• [ASSIGNED TASK]: All records after this line are to be returned verbatim.
───
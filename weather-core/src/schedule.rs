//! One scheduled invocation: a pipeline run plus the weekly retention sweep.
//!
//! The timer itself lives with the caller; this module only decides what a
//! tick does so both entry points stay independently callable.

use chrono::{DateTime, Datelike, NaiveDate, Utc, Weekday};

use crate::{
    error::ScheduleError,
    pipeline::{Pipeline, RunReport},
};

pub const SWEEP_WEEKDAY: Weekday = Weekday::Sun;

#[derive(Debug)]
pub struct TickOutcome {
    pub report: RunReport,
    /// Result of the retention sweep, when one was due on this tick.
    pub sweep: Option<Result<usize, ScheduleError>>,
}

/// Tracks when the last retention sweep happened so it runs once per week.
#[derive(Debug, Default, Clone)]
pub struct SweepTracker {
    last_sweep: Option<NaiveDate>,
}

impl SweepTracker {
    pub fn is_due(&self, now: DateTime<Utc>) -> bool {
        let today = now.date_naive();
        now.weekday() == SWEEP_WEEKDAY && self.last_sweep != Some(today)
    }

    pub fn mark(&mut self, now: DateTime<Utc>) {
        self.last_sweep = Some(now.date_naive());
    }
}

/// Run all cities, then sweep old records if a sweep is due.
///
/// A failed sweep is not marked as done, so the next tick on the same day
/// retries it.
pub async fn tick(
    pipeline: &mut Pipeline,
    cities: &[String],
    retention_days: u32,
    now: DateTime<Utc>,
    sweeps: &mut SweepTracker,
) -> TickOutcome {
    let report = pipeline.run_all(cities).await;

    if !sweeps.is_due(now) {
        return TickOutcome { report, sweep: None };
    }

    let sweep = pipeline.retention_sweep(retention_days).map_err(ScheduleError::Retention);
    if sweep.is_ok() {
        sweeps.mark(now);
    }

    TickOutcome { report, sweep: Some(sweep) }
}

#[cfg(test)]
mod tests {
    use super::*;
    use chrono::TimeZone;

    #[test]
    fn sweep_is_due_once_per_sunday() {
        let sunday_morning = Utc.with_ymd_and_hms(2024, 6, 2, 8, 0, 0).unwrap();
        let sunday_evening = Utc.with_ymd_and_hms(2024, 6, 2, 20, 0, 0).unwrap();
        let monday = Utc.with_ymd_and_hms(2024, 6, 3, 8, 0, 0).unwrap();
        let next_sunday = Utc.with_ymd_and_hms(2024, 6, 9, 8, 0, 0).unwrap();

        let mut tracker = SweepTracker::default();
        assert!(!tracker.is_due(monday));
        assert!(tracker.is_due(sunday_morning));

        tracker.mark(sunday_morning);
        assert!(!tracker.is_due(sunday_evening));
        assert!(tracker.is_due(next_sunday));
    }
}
───
• [ANSWER TO THE EXERCISE]:
filename weather-core/src/schedule.rs
//! One scheduled invocation: a pipeline run plus the weekly retention sweep.
//!
//! The timer itself lives with the caller; this module only decides what a
//! tick does so both entry points stay independently callable.

use chrono::{DateTime, Datelike, NaiveDate, Utc, Weekday};

use crate::{
    error::ScheduleError,
    pipeline::{Pipeline, RunReport},
};

pub const SWEEP_WEEKDAY: Weekday = Weekday::Sun;

#[derive(Debug)]
pub struct TickOutcome {
    pub report: RunReport,
    /// Result of the retention sweep, when one was due on this tick.
    pub sweep: Option<Result<usize, ScheduleError>>,
}

/// Tracks when the last retention sweep happened so it runs once per week.
#[derive(Debug, Default, Clone)]
pub struct SweepTracker {
    last_sweep: Option<NaiveDate>,
}

impl SweepTracker {
    pub fn is_due(&self, now: DateTime<Utc>) -> bool {
        let today = now.date_naive();
        now.weekday() == SWEEP_WEEKDAY && self.last_sweep != Some(today)
    }

    pub fn mark(&mut self, now: DateTime<Utc>) {
        self.last_sweep = Some(now.date_naive());
    }
}

/// Run all cities, then sweep old records if a sweep is due.
///
/// A failed sweep is not marked as done, so the next tick on the same day
/// retries it.
pub async fn tick(
    pipeline: &mut Pipeline,
    cities: &[String],
    retention_days: u32,
    now: DateTime<Utc>,
    sweeps: &mut SweepTracker,
) -> TickOutcome {
    let report = pipeline.run_all(cities).await;

    if !sweeps.is_due(now) {
        return TickOutcome { report, sweep: None };
    }

    let sweep = pipeline.retention_sweep(retention_days).map_err(ScheduleError::Retention);
    if sweep.is_ok() {
        sweeps.mark(now);
    }

    TickOutcome { report, sweep: Some(sweep) }
}

#[cfg(test)]
mod tests {
    use super::*;
    use chrono::TimeZone;

    #[test]
    fn sweep_is_due_once_per_sunday() {
        let sunday_morning = Utc.with_ymd_and_hms(2024, 6, 2, 8, 0, 0).unwrap();
        let sunday_evening = Utc.with_ymd_and_hms(2024, 6, 2, 20, 0, 0).unwrap();
        let monday = Utc.with_ymd_and_hms(2024, 6, 3, 8, 0, 0).unwrap();
        let next_sunday = Utc.with_ymd_and_hms(2024, 6, 9, 8, 0, 0).unwrap();

        let mut tracker = SweepTracker::default();
        assert!(!tracker.is_due(monday));
        assert!(tracker.is_due(sunday_morning));

        tracker.mark(sunday_morning);
        assert!(!tracker.is_due(sunday_evening));
        assert!(tracker.is_due(next_sunday));
    }
}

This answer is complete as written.